Com base na legislação brasileira sobre o Ensino Fundamental e nos temas analisados até este ponto do trabalho, fica explícito que ações isoladas e pontuais para o trabalho de valores construtivos entre as crianças, como a solidariedade, podem não ser tão eficazes quanto práticas construídas com as crianças diariamente nos conteúdos escolares, nas práticas sociais cotidianas. Pensamos que estabelecer “O Dia do Amigo” ou o “Dia da Solidariedade” pode ressaltar de forma teórica e pontual o valor do amigo e de se ajudarem as pessoas. Na prática, contudo, o valor de tais temas pode se esvair caso a equipe administrativa, pedagógica e docente da escola, de forma sutil (currículo oculto) ou explícita, coibir ações solidárias entre as crianças ou divulgar textos com mensagens preconceituosas.

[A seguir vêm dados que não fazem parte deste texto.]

//! Field, group and pairing wrappers over the BN254 curve used by the
//! `bnplonk` verifier, together with the byte encodings the verifier hashes.
#![cfg_attr(not(feature = "std"), no_std)]
#![deny(unused_import_braces, non_shorthand_field_patterns)]
#![deny(unused_comparisons, bare_trait_objects, unused_must_use)]
#![warn(missing_docs)]
#![forbid(unsafe_code)]
#![allow(clippy::op_ref, clippy::suspicious_op_assign_impl, clippy::upper_case_acronyms)]

/// Module for the BN254 curve.
pub mod bn254;

/// Module for error handling.
pub mod errors;

/// Module for hashing byte strings into field elements.
pub mod hash_to_field;

/// Module for the prelude.
pub mod prelude;

/// Module for the deterministic test randomness.
pub mod rand_helper;

/// Module for serialization of scalars and group elements.
pub mod serialization;

/// Module for traits.
pub mod traits;

/// Module for utils.
pub mod utils;

pub use ark_std::{
    borrow, cmp, collections, fmt, hash, iter, marker, ops, rand, result, str, One, UniformRand,
    Zero,
};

Os objetivos da escola, em nossa perspectiva, devem envolver ações práticas voltadas ao desenvolvimento tanto cognitivo quanto emocional e social das crianças. É, portanto, importante, como caminho, a efetiva inclusão de valores sociais construtivos nas práticas educativas. A cooperação, a empatia, a solidariedade, a amizade, a paz, o amor ao próximo etc. devem perpassar todas as atividades pedagógicas e os professores e demais adultos da escola precisam se tornar exemplos de ações construtivas. Sem dúvida, é fundamental que as famílias dos alunos sejam motivadas pela escola a se envolverem com as ações escolares pedagógicas, incluindo a promoção de valores construtivos em casa. Ao observarem os adultos engajados na divulgação de valores, sentimentos e comportamentos construtivos, os alunos poderão ter maior facilidade de internalizá-los e de desenvolver habilidades sociais que os acompanharão mesmo na vida adulta. Crianças hoje motivadas a resolverem conflitos de forma positiva, se estiverem engajadas em ações pró-sociais, sensíveis ao sofrimento do outro, poderão, no futuro, colaborar na construção de uma sociedade mais justa, inclusiva e pacífica.